# Happy Birthday, Charlie D!!!



## Andy M. (Jan 11, 2019)

с Днем рожденья Charlie!


----------



## bethzaring (Jan 11, 2019)

Andy M. said:


> с Днем рожденья Charlie!




What?!


Happy Birthday Charlie!


----------



## Kayelle (Jan 11, 2019)

Have a wonderful birthday Charlie!


----------



## Cheryl J (Jan 11, 2019)

Happy birthday to you, Charlie!


----------



## Dawgluver (Jan 11, 2019)

Happy Birthday, Charlie!!


----------



## Whiskadoodle (Jan 12, 2019)

Happy Birthday to you Charlie!


----------



## Josie1945 (Jan 12, 2019)

Happy Birthday Charlie !!!

Josie


----------



## Cooking Goddess (Jan 12, 2019)

Happy Birthday, Charlie...a wee bit late.
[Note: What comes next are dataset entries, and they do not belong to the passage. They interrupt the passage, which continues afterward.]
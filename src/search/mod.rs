//! Bounded graph search.
//!
//! This module provides breadth-first traversal over any [`Graph`]:
//!
//! - [`reachable`]: every node reachable from a start node, in discovery order
//! - [`shortest_path`]: shortest unit-cost path between two nodes
//!
//! Both searches are bounded by an iteration budget so they terminate even
//! on unbounded graphs, returning a partial region or an empty path instead
//! of running away.
//!
//! ```rust
//! use marga::search;
//! use marga::{TileCoord, TileKind, TileMap, TileMapGraph};
//!
//! let map = TileMap::from_ascii("....\n##..\n....").unwrap();
//! let graph = TileMapGraph::new(&map, |tile: &TileKind| tile.is_land());
//!
//! let region = search::reachable_set(&graph, TileCoord::new(0, 0));
//! assert_eq!(region.len(), 10);
//! assert!(search::path_exists(&graph, TileCoord::new(0, 0), TileCoord::new(0, 2)));
//! ```

mod bfs;
mod traits;

pub use bfs::{reachable, shortest_path};
pub use traits::Graph;

/// Iteration budget used by the convenience helpers.
///
/// A safety bound, not a semantic constant: the engine functions always take
/// the budget as an explicit parameter.
pub const DEFAULT_MAX_ITERATIONS: usize = 1000;

/// Shortest path with the default iteration budget
pub fn find_path<G: Graph>(graph: &G, start: G::Node, goal: G::Node) -> Vec<G::Node> {
    shortest_path(graph, start, goal, DEFAULT_MAX_ITERATIONS)
}

/// Check whether a path exists within the default iteration budget
pub fn path_exists<G: Graph>(graph: &G, start: G::Node, goal: G::Node) -> bool {
    !find_path(graph, start, goal).is_empty()
}

/// Reachable region with the default iteration budget
pub fn reachable_set<G: Graph>(graph: &G, start: G::Node) -> Vec<G::Node> {
    reachable(graph, start, DEFAULT_MAX_ITERATIONS)
}
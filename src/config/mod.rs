//! Configuration loading.
//!
//! All tunables load from a single YAML file; every field has a default so a
//! partial file, or no file at all, still yields a working configuration.

mod defaults;
mod error;
mod marga;
mod placement;
mod search;

pub use error::ConfigLoadError;
pub use marga::MargaConfig;
pub use placement::PlacementSection;
pub use search::SearchSection;
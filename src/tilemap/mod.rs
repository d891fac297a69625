//! Tile map storage and its graph view.
//!
//! - [`TileMap`]: rectangular tile storage with ASCII map notation
//! - [`TileSource`]: read-only tile lookup seam for any map-like surface
//! - [`TileMapGraph`]: presents a tile source as a [`Graph`](crate::search::Graph)
//!   of walkable cells

mod graph;
mod map;
mod traits;

pub use graph::TileMapGraph;
pub use map::{TileMap, TileMapError};
pub use traits::TileSource;
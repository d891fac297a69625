//! The graph capability consumed by the search engine.

use std::hash::Hash;

/// A graph, seen purely as a neighbor-lookup capability.
///
/// The engine asks one question of a graph: "given a node, which nodes are
/// directly connected to it?". Nodes are opaque values that only need to be
/// comparable and hashable, so implementations range from tile maps
/// ([`TileMapGraph`](crate::tilemap::TileMapGraph)) to implicit, unbounded
/// graphs that compute neighbors on the fly.
///
/// The contract requires no particular neighbor ordering, but the ordering
/// an implementation produces decides which of several equally short paths
/// the search discovers first. Implementations should document theirs.
///
/// Searches never mutate the graph; a shared reference is all they take.
pub trait Graph {
    /// Node identifier
    type Node: Clone + Eq + Hash;

    /// Nodes directly connected to `node`.
    ///
    /// May be empty, and must be empty for nodes outside the graph's domain;
    /// the engine treats such nodes as isolated rather than invalid.
    fn neighbors(&self, node: &Self::Node) -> Vec<Self::Node>;
}
//! On-disk key-set cache.
//!
//! Each key set is stored as `<data_dir>/<namespace>/key_<sha256(key_id)>.json`.
//! Files are written with the write-to-temp-then-rename pattern:
//!
//! 1. Write to `key_<hash>.json.tmp`
//! 2. fsync the temp file
//! 3. Rename to `key_<hash>.json`
//! 4. fsync the directory
//!
//! A concurrent reader therefore sees either the old file, the new file, or no
//! file, never a partial write.

use std::fs::{self, File, OpenOptions};
use std::io::{self, Write};
use std::path::{Path, PathBuf};

use crate::types::KeyId;

/// A namespace directory holding cached key-set documents.
#[derive(Debug, Clone)]
pub struct DiskCache {
    dir: PathBuf,
}

impl DiskCache {
    pub fn new(data_dir: impl AsRef<Path>, namespace: &str) -> Self {
        DiskCache {
            dir: data_dir.as_ref().join(namespace),
        }
    }

    pub fn dir(&self) -> &Path {
        &self.dir
    }

    /// Path of the cache file for a key identifier.
    pub fn path_for(&self, key_id: &KeyId) -> PathBuf {
        self.dir.join(format!("key_{}.json", key_id.digest_hex()))
    }

    /// Reads a cached document, returning `None` if no file exists.
    pub fn load(&self, key_id: &KeyId) -> io::Result<Option<Vec<u8>>> {
        match fs::read(self.path_for(key_id)) {
            Ok(bytes) => Ok(Some(bytes)),
            Err(e) if e.kind() == io::ErrorKind::NotFound => Ok(None),
            Err(e) => Err(e),
        }
    }

    /// Durably stores a document, replacing any previous one.
    pub fn store(&self, key_id: &KeyId, document: &[u8]) -> io::Result<()> {
        create_private_dir(&self.dir)?;

        let path = self.path_for(key_id);
        let temp_path = path.with_extension("json.tmp");

        let mut file = create_private_file(&temp_path)?;
        file.write_all(document)?;
        fsync_file(&file)?;
        drop(file);

        fs::rename(&temp_path, &path)?;
        fsync_dir(&self.dir)
    }

    /// Removes a cached document. Missing files are not an error.
    pub fn remove(&self, key_id: &KeyId) -> io::Result<()> {
        match fs::remove_file(self.path_for(key_id)) {
            Ok(()) => fsync_dir(&self.dir),
            Err(e) if e.kind() == io::ErrorKind::NotFound => Ok(()),
            Err(e) => Err(e),
        }
    }
}

#[cfg(unix)]
fn create_private_dir(dir: &Path) -> io::Result<()> {
    use std::os::unix::fs::DirBuilderExt;
    fs::DirBuilder::new().recursive(true).mode(0o700).create(dir)
}

#[cfg(not(unix))]
fn create_private_dir(dir: &Path) -> io::Result<()> {
    fs::create_dir_all(dir)
}

#[cfg(unix)]
fn create_private_file(path: &Path) -> io::Result<File> {
    use std::os::unix::fs::OpenOptionsExt;
    OpenOptions::new()
        .write(true)
        .create(true)
        .truncate(true)
        .mode(0o600)
        .open(path)
}

#[cfg(not(unix))]
fn create_private_file(path: &Path) -> io::Result<File> {
    OpenOptions::new()
        .write(true)
        .create(true)
        .truncate(true)
        .open(path)
}

/// Syncs a file's contents and metadata to disk.
fn fsync_file(file: &File) -> io::Result<()> {
    file.sync_all()
}

/// Syncs a directory so that renames and removals inside it survive a crash.
fn fsync_dir(dir: &Path) -> io::Result<()> {
    File::open(dir)?.sync_all()
}
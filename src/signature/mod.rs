//! HTTP signature authentication for inbound callbacks.
//!
//! Callbacks carry a draft-cavage style `Signature` header naming the signer's
//! key identifier, the algorithm, the covered headers and the signature value.
//! The verifier resolves the key through [`KeyCache`](crate::keys::KeyCache),
//! rebuilds the signing string, checks the body digest, and verifies.
//!
//! Every failure maps to `401 Unauthorized` with a fixed body: nothing about
//! the key, the signature or the reason is echoed back to the caller.

pub mod canonical;
pub mod middleware;
pub mod params;
pub mod sign;
pub mod verify;


pub use canonical::{body_digest, signing_string};
pub use middleware::verify_signature;
pub use params::SignatureParams;
pub use sign::{RequestSigner, SignError};
pub use verify::{DEFAULT_MAX_BODY_BYTES, SIGNATURE_HEADER, SignatureVerifier, VerifierConfig};

use axum::http::StatusCode;
use axum::response::{IntoResponse, Response};
use thiserror::Error;

use crate::keys::{KeyAlgorithm, KeyError};
use crate::types::KeyId;

/// Body of every rejection.
const UNAUTHORIZED_BODY: &str = "Unauthorized";

/// Reasons an inbound request failed authentication.
#[derive(Debug, Error)]
pub enum SignatureError {
    #[error("missing Signature header")]
    MissingHeader,

    #[error("malformed Signature header: {0}")]
    Malformed(String),

    #[error("Signature header missing {0} parameter")]
    MissingParameter(&'static str),

    /// The signature does not cover a header the configuration requires.
    #[error("signature does not cover required header {0}")]
    HeaderNotCovered(String),

    /// A covered header is absent from the request.
    #[error("covered header {0} missing from request")]
    MissingCoveredHeader(String),

    #[error("body digest mismatch")]
    DigestMismatch,

    #[error("unsupported Digest algorithm")]
    UnsupportedDigest,

    #[error("unparseable Date header")]
    InvalidDate,

    #[error("Date header outside allowed clock skew")]
    StaleDate,

    #[error("key id {0} is not trusted")]
    UntrustedKey(KeyId),

    #[error("unsupported signature algorithm {0:?}")]
    UnsupportedAlgorithm(String),

    #[error("signature algorithm {declared} does not match {key} key")]
    AlgorithmMismatch {
        declared: KeyAlgorithm,
        key: KeyAlgorithm,
    },

    #[error("signature is not valid base64 or DER")]
    InvalidEncoding,

    #[error("key resolution failed: {0}")]
    Key(#[from] KeyError),

    #[error("signature does not verify")]
    BadSignature,
}

impl IntoResponse for SignatureError {
    fn into_response(self) -> Response {
        (StatusCode::UNAUTHORIZED, UNAUTHORIZED_BODY).into_response()
    }
}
I hope you had a wonderful day.


----------



## buckytom (Jan 12, 2019)

Happy Birthday, Chuck!


----------



## medtran49 (Jan 12, 2019)

Happy Birthday Charlie!


----------



## GotGarlic (Jan 12, 2019)

Hope you had a wonderful birthday, Charlie! [emoji512]


----------